Qual è la reale situazione delle carriere uomini e donne nei nostri enti di ricerca italiani?

La situazione delle carriere continua a presentare una dinamica cosiddetta a "forbice". Al Consiglio Nazionale delle Ricerche (CNR), a livello complessivo, la composizione di genere tra il personale di ricerca strutturato mostra una situazione di quasi parità tra uomini e donne a livello base e una forte predominanza maschile nelle posizioni dirigenziali. A ogni avanzamento di carriera assistiamo ad una diminuzione progressiva delle percentuali femminili, fino a una rappresentanza di appena il 20% nelle posizioni apicali. Questo fenomeno si riscontra sia in dipartimenti a prevalenza maschile, come l’ICT o le Scienze Fisiche, sia in quelli a prevalenza femminile, come il dipartimento di Scienze Biomediche, dove ci si aspetterebbe una maggiore presenza di donne nei ruoli di vertice. All’Istituto Nazionale di Fisica Nucleare (INFN) si parte da una base con prevalenza maschile tra il personale tecnologo e di ricerca, per poi osservare una progressiva perdita percentuale di presenza femminile nei livelli. apicali.

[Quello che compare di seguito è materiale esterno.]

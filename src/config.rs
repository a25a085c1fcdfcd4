//! Configuration loading.
//!
//! Everything lives in one TOML file (default `./config/partselect.toml`).
//! The scope contract and source policy are separate versioned artifacts
//! referenced from `[policy]`; they are read once by
//! [`Engine::from_config`](crate::pipeline::Engine::from_config) and never
//! reloaded.
//!
//! Secrets are never read from the file: `OPENAI_API_KEY` and
//! `SERPAPI_API_KEY` come from the environment.

use anyhow::{Context, Result};
use serde::Deserialize;
use std::path::{Path, PathBuf};
use std::time::Duration;

#[derive(Debug, Deserialize, Clone)]
pub struct Config {
    pub db: DbConfig,
    #[serde(default)]
    pub retrieval: RetrievalConfig,
    #[serde(default)]
    pub embedding: EmbeddingConfig,
    #[serde(default)]
    pub llm: LlmConfig,
    #[serde(default)]
    pub router: RouterConfig,
    #[serde(default)]
    pub discovery: DiscoveryConfig,
    #[serde(default)]
    pub catalog: CatalogConfig,
    pub policy: PolicyConfig,
    pub server: ServerConfig,
}

#[derive(Debug, Deserialize, Clone)]
pub struct DbConfig {
    pub path: PathBuf,
    /// Upper bound on a single store query issued while answering.
    #[serde(default = "default_store_timeout_secs")]
    pub timeout_secs: u64,
}

fn default_store_timeout_secs() -> u64 {
    5
}

#[derive(Debug, Deserialize, Clone)]
pub struct RetrievalConfig {
    #[serde(default = "default_top_k")]
    pub top_k: usize,
    /// Leading characters of the message used as the query text.
    #[serde(default = "default_query_chars")]
    pub query_chars: usize,
    #[serde(default = "default_min_results")]
    pub min_results_before_expansion: usize,
    /// Claims kept by the extractive composer.
    #[serde(default = "default_max_claims")]
    pub max_claims: usize,
}

impl Default for RetrievalConfig {
    fn default() -> Self {
        Self {
            top_k: default_top_k(),
            query_chars: default_query_chars(),
            min_results_before_expansion: default_min_results(),
            max_claims: default_max_claims(),
        }
    }
}

fn default_top_k() -> usize {
    5
}
fn default_query_chars() -> usize {
    100
}
fn default_min_results() -> usize {
    2
}
fn default_max_claims() -> usize {
    3
}

#[derive(Debug, Deserialize, Clone)]
pub struct EmbeddingConfig {
    #[serde(default = "default_provider")]
    pub provider: String,
    #[serde(default)]
    pub model: Option<String>,
    #[serde(default)]
    pub dims: Option<usize>,
    #[serde(default = "default_batch_size")]
    pub batch_size: usize,
    #[serde(default = "default_max_retries")]
    pub max_retries: u32,
    #[serde(default = "default_timeout_secs")]
    pub timeout_secs: u64,
}

impl Default for EmbeddingConfig {
    fn default() -> Self {
        Self {
            provider: "disabled".to_string(),
            model: None,
            dims: None,
            batch_size: 64,
            max_retries: 5,
            timeout_secs: 30,
        }
    }
}

fn default_provider() -> String {
    "disabled".to_string()
}
fn default_batch_size() -> usize {
    64
}
fn default_max_retries() -> u32 {
    5
}
fn default_timeout_secs() -> u64 {
    30
}

impl EmbeddingConfig {
    pub fn is_enabled(&self) -> bool {
        self.provider != "disabled"
    }
}

/// Chat-completion model used for the scope fallback, the planner and the
/// claim writer.
#[derive(Debug, Deserialize, Clone)]
pub struct LlmConfig {
    #[serde(default = "default_provider")]
    pub provider: String,
    #[serde(default = "default_llm_model")]
    pub model: String,
    #[serde(default = "default_llm_timeout_secs")]
    pub timeout_secs: u64,
    #[serde(default = "default_max_tokens")]
    pub max_tokens: u32,
}

impl Default for LlmConfig {
    fn default() -> Self {
        Self {
            provider: default_provider(),
            model: default_llm_model(),
            timeout_secs: default_llm_timeout_secs(),
            max_tokens: default_max_tokens(),
        }
    }
}

fn default_llm_model() -> String {
    "gpt-4o-mini".to_string()
}
fn default_llm_timeout_secs() -> u64 {
    15
}
fn default_max_tokens() -> u32 {
    600
}

impl LlmConfig {
    pub fn is_enabled(&self) -> bool {
        self.provider != "disabled"
    }
}

#[derive(Debug, Deserialize, Clone)]
pub struct RouterConfig {
    /// `rules` or `planner`.
    #[serde(default = "default_strategy")]
    pub strategy: String,
}

impl Default for RouterConfig {
    fn default() -> Self {
        Self {
            strategy: default_strategy(),
        }
    }
}

fn default_strategy() -> String {
    "rules".to_string()
}

#[derive(Debug, Deserialize, Clone)]
pub struct DiscoveryConfig {
    #[serde(default = "default_provider")]
    pub provider: String,
    #[serde(default = "default_discovery_timeout_secs")]
    pub timeout_secs: u64,
    #[serde(default = "default_discovery_max_results")]
    pub max_results: usize,
}

impl Default for DiscoveryConfig {
    fn default() -> Self {
        Self {
            provider: default_provider(),
            timeout_secs: default_discovery_timeout_secs(),
            max_results: default_discovery_max_results(),
        }
    }
}

fn default_discovery_timeout_secs() -> u64 {
    15
}
fn default_discovery_max_results() -> usize {
    5
}

#[derive(Debug, Deserialize, Clone)]
pub struct CatalogConfig {
    /// Lifetime of cached part/model lookups. `0` disables the cache.
    #[serde(default = "default_cache_ttl_secs")]
    pub cache_ttl_secs: u64,
    /// Maximum entries per cached lookup kind.
    #[serde(default = "default_cache_capacity")]
    pub cache_capacity: usize,
}

impl Default for CatalogConfig {
    fn default() -> Self {
        Self {
            cache_ttl_secs: default_cache_ttl_secs(),
            cache_capacity: default_cache_capacity(),
        }
    }
}

fn default_cache_ttl_secs() -> u64 {
    300
}

fn default_cache_capacity() -> usize {
    10_000
}

#[derive(Debug, Deserialize, Clone)]
pub struct PolicyConfig {
    pub scope_contract: PathBuf,
    pub source_policy: PathBuf,
}

#[derive(Debug, Deserialize, Clone)]
pub struct ServerConfig {
    pub bind: String,
}

/// Per-capability time limits, derived from the config sections.
#[derive(Debug, Clone, Copy)]
pub struct Timeouts {
    pub llm: Duration,
    pub embedding: Duration,
    pub discovery: Duration,
    pub store: Duration,
}

impl Default for Timeouts {
    fn default() -> Self {
        Self {
            llm: Duration::from_secs(default_llm_timeout_secs()),
            embedding: Duration::from_secs(default_timeout_secs()),
            discovery: Duration::from_secs(default_discovery_timeout_secs()),
            store: Duration::from_secs(default_store_timeout_secs()),
        }
    }
}

impl Config {
    pub fn timeouts(&self) -> Timeouts {
        Timeouts {
            llm: Duration::from_secs(self.llm.timeout_secs),
            embedding: Duration::from_secs(self.embedding.timeout_secs),
            discovery: Duration::from_secs(self.discovery.timeout_secs),
            store: Duration::from_secs(self.db.timeout_secs),
        }
    }
}

/// Read, parse and validate the config file.
pub fn load_config(path: &Path) -> Result<Config> {
    let content = std::fs::read_to_string(path)
        .with_context(|| format!("Failed to read config file: {}", path.display()))?;

    let config: Config = toml::from_str(&content).with_context(|| "Failed to parse config file")?;
    validate(&config)?;
    Ok(config)
}

/// Checks shared by [`load_config`] and configs built in code.
pub fn validate(config: &Config) -> Result<()> {
    if config.retrieval.top_k == 0 {
        anyhow::bail!("retrieval.top_k must be >= 1");
    }
    if config.retrieval.query_chars == 0 {
        anyhow::bail!("retrieval.query_chars must be >= 1");
    }

    if config.catalog.cache_ttl_secs > 0 && config.catalog.cache_capacity == 0 {
        anyhow::bail!("catalog.cache_capacity must be >= 1 when the cache is enabled");
    }

    match config.embedding.provider.as_str() {
        "disabled" | "hashing" => {}
        "openai" => {
            if config.embedding.dims.is_none() || config.embedding.dims == Some(0) {
                anyhow::bail!(
                    "embedding.dims must be > 0 when provider is '{}'",
                    config.embedding.provider
                );
            }
            if config.embedding.model.is_none() {
                anyhow::bail!(
                    "embedding.model must be specified when provider is '{}'",
                    config.embedding.provider
                );
            }
        }
        other => anyhow::bail!(
            "Unknown embedding provider: '{}'. Must be disabled, openai, or hashing.",
            other
        ),
    }

    match config.llm.provider.as_str() {
        "disabled" | "openai" => {}
        other => anyhow::bail!(
            "Unknown llm provider: '{}'. Must be disabled or openai.",
            other
        ),
    }

    match config.router.strategy.as_str() {
        "rules" => {}
        "planner" if config.llm.is_enabled() => {}
        "planner" => anyhow::bail!("router.strategy = 'planner' requires an llm provider"),
        other => anyhow::bail!(
            "Unknown router strategy: '{}'. Must be rules or planner.",
            other
        ),
    }

    match config.discovery.provider.as_str() {
        "disabled" | "serpapi" => {}
        other => anyhow::bail!(
            "Unknown discovery provider: '{}'. Must be disabled or serpapi.",
            other
        ),
    }

    Ok(())
}
use partselect_core::compose::{self, ClaimWriter, QueryContext};
use partselect_core::embedding::{embed_query, EmbeddingProvider};
use partselect_core::models::{ApplianceType, Citation, DiscoveredPage, PartRecord, ProductCard};
use partselect_core::policy::SourcePolicy;
use partselect_core::retrieve::{self, RetrievalRequest, RetrievalSettings};
use partselect_core::router::{CLARIFY_COMPATIBILITY, CLARIFY_NEED_MODEL};
use partselect_core::slots::{extract_part_number, model_page_url, part_image_url, search_url};
use partselect_core::state::{ConversationState, Intent, NextAction, Stage, StateUpdate};
use partselect_core::store::{CatalogStore, DocumentStore, PageDiscovery};
use partselect_core::EngineError;

use crate::config::Timeouts;

pub const DEFAULT_CLARIFY: &str =
    "Before we narrow this down, can you tell me which section is affected?";

pub const FIND_MODEL_TEXT: &str = "Your model number is usually on a label or sticker, often \
inside the door, along the side wall, or near the crisper drawers. On dishwashers, check the \
edge of the door or the tub frame. PartSelect has step-by-step guides with photos to help you \
locate it.";

pub const FRIDGE_LOCATOR_URL: &str = "https://www.partselect.com/Find-Your-Refrigerator-Model-Number/";
pub const DISHWASHER_LOCATOR_URL: &str = "https://www.partselect.com/Find-Your-Dishwasher-Model-Number/";

const NO_MODEL_FOR_PARTS: &str =
    "Please share your appliance model number so I can look up parts for it.";

const NO_PART_FOR_LOOKUP: &str = "Please share the part number (PartSelect or manufacturer \
number) so I can look up details and installation info.";

/// Discovery results for these appliances are dropped.
const FOREIGN_APPLIANCES: &[&str] = &["microwave", "oven", "stove", "washer", "dryer", "lawn", "garden"];

// ============ Capabilities ============

/// Limits applied by every handler.
#[derive(Debug, Clone, Copy)]
pub struct HandlerSettings {
    pub retrieval: RetrievalSettings,
    pub query_chars: usize,
    pub max_claims: usize,
    pub max_parts: usize,
    pub discovery_results: usize,
    pub timeouts: Timeouts,
}

impl Default for HandlerSettings {
    fn default() -> Self {
        Self {
            retrieval: RetrievalSettings::default(),
            query_chars: 100,
            max_claims: 3,
            max_parts: 5,
            discovery_results: 5,
            timeouts: Timeouts::default(),
        }
    }
}

/// Everything a handler may call. Shared, read-only, cheap to clone.
#[derive(Clone)]
pub struct Capabilities {
    pub documents: Arc<dyn DocumentStore>,
    pub catalog: Arc<dyn CatalogStore>,
    pub embedder: Arc<dyn EmbeddingProvider>,
    pub policy: Arc<SourcePolicy>,
    pub discovery: Option<Arc<dyn PageDiscovery>>,
    pub claim_writer: Option<Arc<dyn ClaimWriter>>,
    pub settings: HandlerSettings,
}

/// Which failure an expired or failed call turns into.
#[derive(Debug, Clone, Copy)]
pub enum Service {
    Store,
    External(&'static str),
}

impl Service {
    fn error(self, reason: String) -> EngineError {
        match self {
            Service::Store => EngineError::StoreUnavailable(reason),
            Service::External(name) => EngineError::unavailable(name, reason),
        }
    }
}

/// Run `fut` with a time limit, mapping failures onto the engine taxonomy.
/// Errors that already are [`EngineError`]s keep their kind.
pub async fn bounded<T, F>(limit: Duration, service: Service, fut: F) -> std::result::Result<T, EngineError>
where
    F: Future<Output = Result<T>>,
{
    match tokio::time::timeout(limit, fut).await {
        Ok(Ok(value)) => Ok(value),
        Ok(Err(e)) => Err(match e.downcast::<EngineError>() {
            Ok(engine) => engine,
            Err(other) => service.error(other.to_string()),
        }),
        Err(_) => Err(service.error(format!("timed out after {}ms", limit.as_millis()))),
    }
}

// ============ Dispatch ============

/// Run the handler for `action`.
pub async fn dispatch(caps: &Capabilities, state: &ConversationState, action: NextAction) -> StateUpdate {
    let mut update = match action {
        NextAction::AskClarify => ask_clarify(state),
        NextAction::FindModelHelp => find_model_help(state),
        NextAction::CompatibilityAnswer => compatibility_answer(caps, state).await,
        NextAction::PartsListAnswer => parts_list_answer(caps, state).await,
        NextAction::PartLookupAnswer => part_lookup_answer(caps, state).await,
        NextAction::Retrieve => retrieve_answer(caps, state).await,
    };
    update.stage = Some(Stage::Handled);
    update
}

pub fn ask_clarify(state: &ConversationState) -> StateUpdate {
    let question = state
        .action_args
        .question
        .as_deref()
        .map(str::trim)
        .filter(|q| !q.is_empty())
        .unwrap_or(DEFAULT_CLARIFY);
    StateUpdate::answer_only(question)
}

pub fn find_model_help(state: &ConversationState) -> StateUpdate {
    let fridge = Citation::new(FRIDGE_LOCATOR_URL, "Find your refrigerator model number");
    let dishwasher = Citation::new(DISHWASHER_LOCATOR_URL, "Find your dishwasher model number");
    let citations = match state.slots.appliance_type {
        Some(ApplianceType::Refrigerator) => vec![fridge],
        Some(ApplianceType::Dishwasher) => vec![dishwasher],
        None => vec![fridge, dishwasher],
    };
    StateUpdate {
        citations: Some(citations),
        ..StateUpdate::answer_only(FIND_MODEL_TEXT)
    }
}

// ============ Catalog handlers ============

pub async fn compatibility_answer(caps: &Capabilities, state: &ConversationState) -> StateUpdate {
    let (Some(part), Some(model)) = (
        state.slots.part_number.as_deref(),
        state.slots.model_number.as_deref(),
    ) else {
        return StateUpdate::answer_only(CLARIFY_COMPATIBILITY);
    };
    let model_url = model_page_url(model, state.slots.model_revision.as_deref());
    let model_link = format!("[View model {} on PartSelect]({})", model, model_url);

    let limit = caps.settings.timeouts.store;
    // Fitment is keyed by PartSelect number; manufacturer numbers resolve through the catalog.
    let partselect_number = match bounded(limit, Service::Store, caps.catalog.find_part(part)).await {
        Ok(Some(found)) => found.partselect_number,
        Ok(None) => part.to_string(),
        Err(e) => {
            debug!(error = %e, part, "part resolution failed, checking fitment with raw number");
            part.to_string()
        }
    };
    let fitment = caps.catalog.has_fitment(&partselect_number, model);
    let content = match bounded(limit, Service::Store, fitment).await {
        Ok(true) => format!("Yes. {} fits your model {}. {}", part, model, model_link),
        Ok(false) => format!(
            "No. We don't have a fitment record for part {} and model {}, so I can't confirm it \
fits. Check the parts list for your model on PartSelect: {}",
            part, model, model_link
        ),
        Err(e) => {
            warn!(error = %e, part, model, "fitment check failed");
            format!(
                "No. I couldn't verify that {} fits {} right now, so I can't confirm it. Please \
check on PartSelect: {}",
                part, model, model_link
            )
        }
    };
    StateUpdate::answer_only(content)
}

pub async fn parts_list_answer(caps: &Capabilities, state: &ConversationState) -> StateUpdate {
    let Some(model) = state.slots.model_number.as_deref() else {
        return StateUpdate::answer_only(NO_MODEL_FOR_PARTS);
    };
    let max = caps.settings.max_parts;
    let limit = caps.settings.timeouts.store;
    let model_url = model_page_url(model, state.slots.model_revision.as_deref());

    let symptom = state.diagnosis.symptom;
    let mut lookup = Ok(Vec::new());
    if symptom.is_specific() {
        lookup = bounded(limit, Service::Store, caps.catalog.parts_for_symptom(model, symptom.tag(), max)).await;
    }
    if matches!(&lookup, Ok(parts) if parts.is_empty()) {
        lookup = bounded(limit, Service::Store, caps.catalog.parts_for_model(model, max)).await;
    }

    let parts = match lookup {
        Ok(parts) => parts,
        Err(e) => {
            warn!(error = %e, model, "parts lookup failed");
            let content = format!(
                "I couldn't look up parts for **{}** right now. Here is the PartSelect page: \
[View parts for {}]({})",
                model, model, model_url
            );
            return StateUpdate {
                product_cards: Some(vec![overview_card(model, &model_url)]),
                ..StateUpdate::answer_only(content)
            };
        }
    };

    if !parts.is_empty() {
        let lines: Vec<String> = parts
            .iter()
            .take(max)
            .map(|p| format!("- [{}]({}) ({})", p.name, part_url(p), p.partselect_number))
            .collect();
        let content = format!("Parts for **{}**:\n{}", model, lines.join("\n"));
        let cards = parts.iter().take(max).map(part_card).collect();
        return StateUpdate {
            product_cards: Some(cards),
            ..StateUpdate::answer_only(content)
        };
    }

    let query = format!("site:partselect.com {} parts", model);
    let pages = discover(caps, &query).await;
    if !pages.is_empty() {
        let lines: Vec<String> = pages
            .iter()
            .map(|p| format!("- [{}]({})", p.title, p.url))
            .collect();
        let content = format!(
            "I don't have a parts list for **{}** in our catalog yet. Here is what I found on \
PartSelect:\n{}",
            model,
            lines.join("\n")
        );
        let cards = pages.iter().map(|p| page_card(p, model)).collect();
        return StateUpdate {
            product_cards: Some(cards),
            ..StateUpdate::answer_only(content)
        };
    }

    let content = format!(
        "Here is the PartSelect page for **{}**: [View parts for {}]({}). You can browse and \
order there.",
        model, model, model_url
    );
    StateUpdate {
        product_cards: Some(vec![overview_card(model, &model_url)]),
        ..StateUpdate::answer_only(content)
    }
}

Uno scenario analogo si osserva nelle Università italiane e in altri Paesi europei, seppure con alcune differenze. Anche sul fronte del precariato le differenze di genere sono notevoli: nelle Università, ad esempio, si registra quasi una parità di genere tra gli assegnisti di ricerca, mentre i contratti a tempo determinato, che offrono maggiori garanzie rispetto agli assegni, sono a maggiore presenza maschile.

Il Focus Gender Gap 2024 del consorzio interuniversitario Almalaurea ci dice che se è vero che le donne iscritte alle facoltà tecnico-scientifiche sono molto meno degli uomini, è anche vero che sono le donne a ottenere prestazioni accademiche superiori sia nel voto medio di laurea (104,7 su 110 contro 102,8 degli uomini) sia nella durata del percorso (il 58,6% delle donne conclude gli studi nei tempi previsti rispetto al 54,2% degli uomini). Tuttavia queste migliori prestazioni universitarie non si traducono in un vantaggio nel mondo del lavoro: il gender gap infatti investe anche l’aspetto retributivo e il posizionamento nei ruoli apicali. Perché?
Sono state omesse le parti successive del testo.